In 1812 Dr Barclay published the first edition of his Description of the Arteries of the Human Body; a work displaying much acute observation and laborious research, and which may perhaps be considered the most practically useful of all his writings. The labour which this work must have cost him may be judged of by the fact, that he wrote no description of any artery until he had studied its delineation, as given by Haller, and every other standard authority, and until he had actually examined its course and distribution in every preparation to which he had access; in some instances repairing to Glasgow to examine the excellent collection of vascular preparations then in the possession of his friend Mr Allan Burns.
His last publication, completed only a few years before his death, was An Inquiry into the Opinions, Ancient and Modern, concerning Life and Organization; a work replete with learning and original criticism, and well calculated to check the progress of those idle and dangerous speculations by which some of our modern philosophers have been distinguished. This, like all his former publications, is dedicated to Dr Thomas Thomson, professor of chemis-
try in the university of Glasgow, one of the earliest and most distinguished of his numerous friends.

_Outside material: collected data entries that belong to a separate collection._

// SPDX-License-Identifier: BUSL-1.1
// Copyright (c) 2026 Alfred Jean LLC

//! Guest VM lifecycle on the libvirt hypervisor.

use std::path::PathBuf;
use std::time::Duration;

use async_trait::async_trait;
use lc_core::{CommandLine, HypervisorSettings};
use serde::Deserialize;
use thiserror::Error;

use crate::net;
use crate::subprocess::{CommandSpec, ProcessError, ProcessRunner};

/// Errors from VM lifecycle operations
#[derive(Debug, Error)]
pub enum VmError {
    #[error("virsh {action} {domain} failed: {detail}")]
    Command { action: &'static str, domain: String, detail: String },
    #[error(transparent)]
    Process(#[from] ProcessError),
    #[error("failed to read lease file {path}: {source}")]
    LeaseRead { path: PathBuf, source: std::io::Error },
    #[error("lease file {path} is not valid JSON: {source}")]
    LeaseParse { path: PathBuf, source: serde_json::Error },
    #[error("no DHCP lease for '{domain}' in {path}")]
    NoLease { domain: String, path: PathBuf },
    #[error("{host}:{port} did not accept connections within {timeout:?}: {source}")]
    NetworkTimeout { host: String, port: u16, timeout: Duration, source: std::io::Error },
}

/// Controls guest VMs on the hypervisor.
///
/// Lifecycle calls may fail; callers decide whether that matters.
/// `await_network` is the one that gates a guest's build.
#[async_trait]
pub trait VmController: Clone + Send + Sync + 'static {
    /// Boot `domain` unless it is already running.
    async fn ensure_running(&self, domain: &str) -> Result<(), VmError>;

    /// Address of `domain`: `static_ip` when given, else its DHCP lease.
    async fn resolve_ip(&self, domain: &str, static_ip: Option<&str>) -> Result<String, VmError>;

    /// Wait for `host:port` to accept TCP connections. Fails only after
    /// `timeout` has fully elapsed.
    async fn await_network(&self, host: &str, port: u16, timeout: Duration) -> Result<Duration, VmError>;

    /// Cap `domain` at `cpu_share` percent of each vCPU period.
    async fn throttle(&self, domain: &str, cpu_share: u8) -> Result<(), VmError>;

    /// Remove any CPU cap from `domain`.
    async fn restore(&self, domain: &str) -> Result<(), VmError>;
}

/// [`VmController`] driving the `virsh` command line.
#[derive(Clone)]
pub struct VirshController<P: ProcessRunner> {
    process: P,
    virsh: CommandLine,
    lease_file: PathBuf,
    cpu_period_us: u64,
    probe_interval: Duration,
}

impl<P: ProcessRunner> VirshController<P> {
    pub fn new(process: P, settings: &HypervisorSettings) -> Self {
        Self {
            process,
            virsh: settings.virsh.clone(),
            lease_file: settings.lease_file.clone(),
            cpu_period_us: settings.cpu_period_us,
            probe_interval: settings.probe_interval(),
        }
    }

    fn virsh<I, S>(&self, args: I) -> Result<CommandSpec, ProcessError>
    where
        I: IntoIterator<Item = S>,
        S: Into<String>,
    {
        Ok(CommandSpec::from_line(&self.virsh)?.args(args))
    }

    async fn checked(&self, action: &'static str, domain: &str, spec: CommandSpec) -> Result<String, VmError> {
        let output = self.process.capture(&spec).await?;
        if !output.success() {
            let detail = match output.stderr.trim() {
                "" => format!("exit code {}", output.code),
                stderr => stderr.to_string(),
            };
            return Err(VmError::Command { action, domain: domain.to_string(), detail });
        }
        Ok(output.stdout)
    }

    async fn set_quota(&self, domain: &str, quota: i64) -> Result<(), VmError> {
        let quota = format!("vcpu_quota={quota}");
        let spec = self.virsh(["schedinfo", domain, "--live", "--set", quota.as_str()])?;
        self.checked("schedinfo", domain, spec).await.map(|_| ())
    }
}

#[async_trait]
impl<P: ProcessRunner> VmController for VirshController<P> {
    async fn ensure_running(&self, domain: &str) -> Result<(), VmError> {
        let state = self.checked("domstate", domain, self.virsh(["domstate", domain])?).await?;
        if state.trim() == "running" {
            tracing::debug!(domain, "guest already running");
            return Ok(());
        }
        tracing::info!(domain, state = state.trim(), "starting guest");
        self.checked("start", domain, self.virsh(["start", domain])?).await.map(|_| ())
    }

    async fn resolve_ip(&self, domain: &str, static_ip: Option<&str>) -> Result<String, VmError> {
        if let Some(ip) = static_ip {
            return Ok(ip.to_string());
        }
        let text = tokio::fs::read_to_string(&self.lease_file)
            .await
            .map_err(|source| VmError::LeaseRead { path: self.lease_file.clone(), source })?;
        lease_ip(&text, domain)
            .map_err(|source| VmError::LeaseParse { path: self.lease_file.clone(), source })?
            .ok_or_else(|| VmError::NoLease { domain: domain.to_string(), path: self.lease_file.clone() })
    }

    async fn await_network(&self, host: &str, port: u16, timeout: Duration) -> Result<Duration, VmError> {
        net::await_port(host, port, timeout, self.probe_interval).await.map_err(|source| {
            VmError::NetworkTimeout { host: host.to_string(), port, timeout, source }
        })
    }

    async fn throttle(&self, domain: &str, cpu_share: u8) -> Result<(), VmError> {
        self.set_quota(domain, quota_for(self.cpu_period_us, cpu_share)).await
    }

    async fn restore(&self, domain: &str) -> Result<(), VmError> {
        self.set_quota(domain, -1).await
    }
}

/// vCPU quota in microseconds for `share` percent of `period_us`.
pub fn quota_for(period_us: u64, share: u8) -> i64 {
    let share = u64::from(share.clamp(1, 100));
    // libvirt rejects quotas below 1ms
    (period_us * share / 100).max(1000) as i64
}

#[derive(Debug, Deserialize)]
struct Lease {
    #[serde(default)]
    hostname: Option<String>,
    #[serde(rename = "ip-address")]
    ip_address: String,
}

/// Look up `domain` in a dnsmasq lease status file (a JSON array of
/// objects with `hostname` and `ip-address`). Hostnames compare
/// case-insensitively; the last matching lease wins.
pub fn lease_ip(text: &str, domain: &str) -> Result<Option<String>, serde_json::Error> {
    if text.trim().is_empty() {
        return Ok(None);
    }
    let leases: Vec<Lease> = serde_json::from_str(text)?;
    Ok(leases
        .into_iter()
        .filter(|l| l.hostname.as_deref().is_some_and(|h| h.eq_ignore_ascii_case(domain)))
        .map(|l| l.ip_address)
        .last())
}

#[cfg(any(test, feature = "test-support"))]
#[cfg_attr(coverage_nightly, coverage(off))]
mod fake {
    use super::{VmController, VmError};
    use async_trait::async_trait;
    use parking_lot::Mutex;
    use std::collections::{HashMap, HashSet};
    use std::path::PathBuf;
    use std::sync::Arc;
    use std::time::Duration;

    /// Recorded VM operation
    #[derive(Debug, Clone, PartialEq, Eq)]
    pub enum VmCall {
        EnsureRunning(String),
        ResolveIp(String),
        AwaitNetwork { host: String, port: u16 },
        Throttle { domain: String, cpu_share: u8 },
        Restore(String),
    }

    #[derive(Default)]
    struct FakeVmState {
        leases: HashMap<String, String>,
        dead_hosts: HashSet<String>,
        lifecycle_fails: bool,
        calls: Vec<VmCall>,
    }

    /// Fake VM controller for testing.
    ///
    /// Every host's network is up unless marked dead; lifecycle calls
    /// succeed unless `fail_lifecycle` is set.
    #[derive(Clone, Default)]
    pub struct FakeVmController {
        inner: Arc<Mutex<FakeVmState>>,
    }

    impl FakeVmController {
        pub fn new() -> Self {
            Self::default()
        }

        pub fn set_lease(&self, domain: &str, ip: &str) {
            self.inner.lock().leases.insert(domain.to_string(), ip.to_string());
        }

        /// `await_network` against `host` times out.
        pub fn network_down(&self, host: &str) {
            self.inner.lock().dead_hosts.insert(host.to_string());
        }

        /// `ensure_running`, `throttle` and `restore` all fail.
        pub fn fail_lifecycle(&self) {
            self.inner.lock().lifecycle_fails = true;
        }

        pub fn calls(&self) -> Vec<VmCall> {
            self.inner.lock().calls.clone()
        }

        fn lifecycle(&self, call: VmCall, action: &'static str, domain: &str) -> Result<(), VmError> {
            let mut state = self.inner.lock();
            state.calls.push(call);
            if state.lifecycle_fails {
                return Err(VmError::Command { action, domain: domain.to_string(), detail: "fake".into() });
            }
            Ok(())
        }
    }

    #[async_trait]
    impl VmController for FakeVmController {
        async fn ensure_running(&self, domain: &str) -> Result<(), VmError> {
            self.lifecycle(VmCall::EnsureRunning(domain.to_string()), "start", domain)
        }

        async fn resolve_ip(&self, domain: &str, static_ip: Option<&str>) -> Result<String, VmError> {
            let mut state = self.inner.lock();
            state.calls.push(VmCall::ResolveIp(domain.to_string()));
            if let Some(ip) = static_ip {
                return Ok(ip.to_string());
            }
            state.leases.get(domain).cloned().ok_or_else(|| VmError::NoLease {
                domain: domain.to_string(),
                path: PathBuf::from("fake-leases"),
            })
        }

        async fn await_network(&self, host: &str, port: u16, timeout: Duration) -> Result<Duration, VmError> {
            let mut state = self.inner.lock();
            state.calls.push(VmCall::AwaitNetwork { host: host.to_string(), port });
            if state.dead_hosts.contains(host) {
                return Err(VmError::NetworkTimeout {
                    host: host.to_string(),
                    port,
                    timeout,
                    source: std::io::Error::new(std::io::ErrorKind::TimedOut, "fake"),
                });
            }
            Ok(Duration::ZERO)
        }

        async fn throttle(&self, domain: &str, cpu_share: u8) -> Result<(), VmError> {
            self.lifecycle(VmCall::Throttle { domain: domain.to_string(), cpu_share }, "schedinfo", domain)
        }

        async fn restore(&self, domain: &str) -> Result<(), VmError> {
            self.lifecycle(VmCall::Restore(domain.to_string()), "schedinfo", domain)
        }
    }
}

#[cfg(any(test, feature = "test-support"))]
pub use fake::{FakeVmController, VmCall};

#[cfg(test)]
#[path = "hypervisor_tests.rs"]
mod tests;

These several works, which afford such remarkable proofs of the inexhaustible energies of Dr Barclay's mind, were undertaken and completed amidst the incessant and laborious toils which his courses of anatomical lectures necessarily imposed upon him. Of these he gave two very full ones every winter, commencing each of them early in November, and terminating at the end of April. For several years previous to his death he had also given a course of comparative anatomy during the summer months. To this branch of study Dr Barclay had always shown a marked partiality, not only as an object of scientific research, but of great practical utility. He pressed upon the Highland Society of Scotland, of which he was a distinguished member, the propriety of giving encouragement to the study of veterinary medicine; and to him, in conjunction with his friend Mr Robert Johnston, the public is chiefly indebted for the establishment of the veterinary school, so successfully conducted by his pupil Mr Dick, under the auspices of the liberal and patriotic body above mentioned.
At the period of his death Dr Barclay was engaged in revising and preparing for the press his introductory lectures, which have since been published, and contain a valuable abridgement of the history of anatomy.
His successful progress as a teacher of anatomy Dr Barclay always gratefully attributed, in a great measure, to the patronage which, at an early period, he received from the Royal College of Surgeons of Edinburgh; and to that learned and public-spirited body he bequeathed his anatomical collection, now known as the Barclayan Museum, which contains many valuable specimens in comparative anatomy, and some of the finest vascular preparations which are anywhere to be found. (q. q.)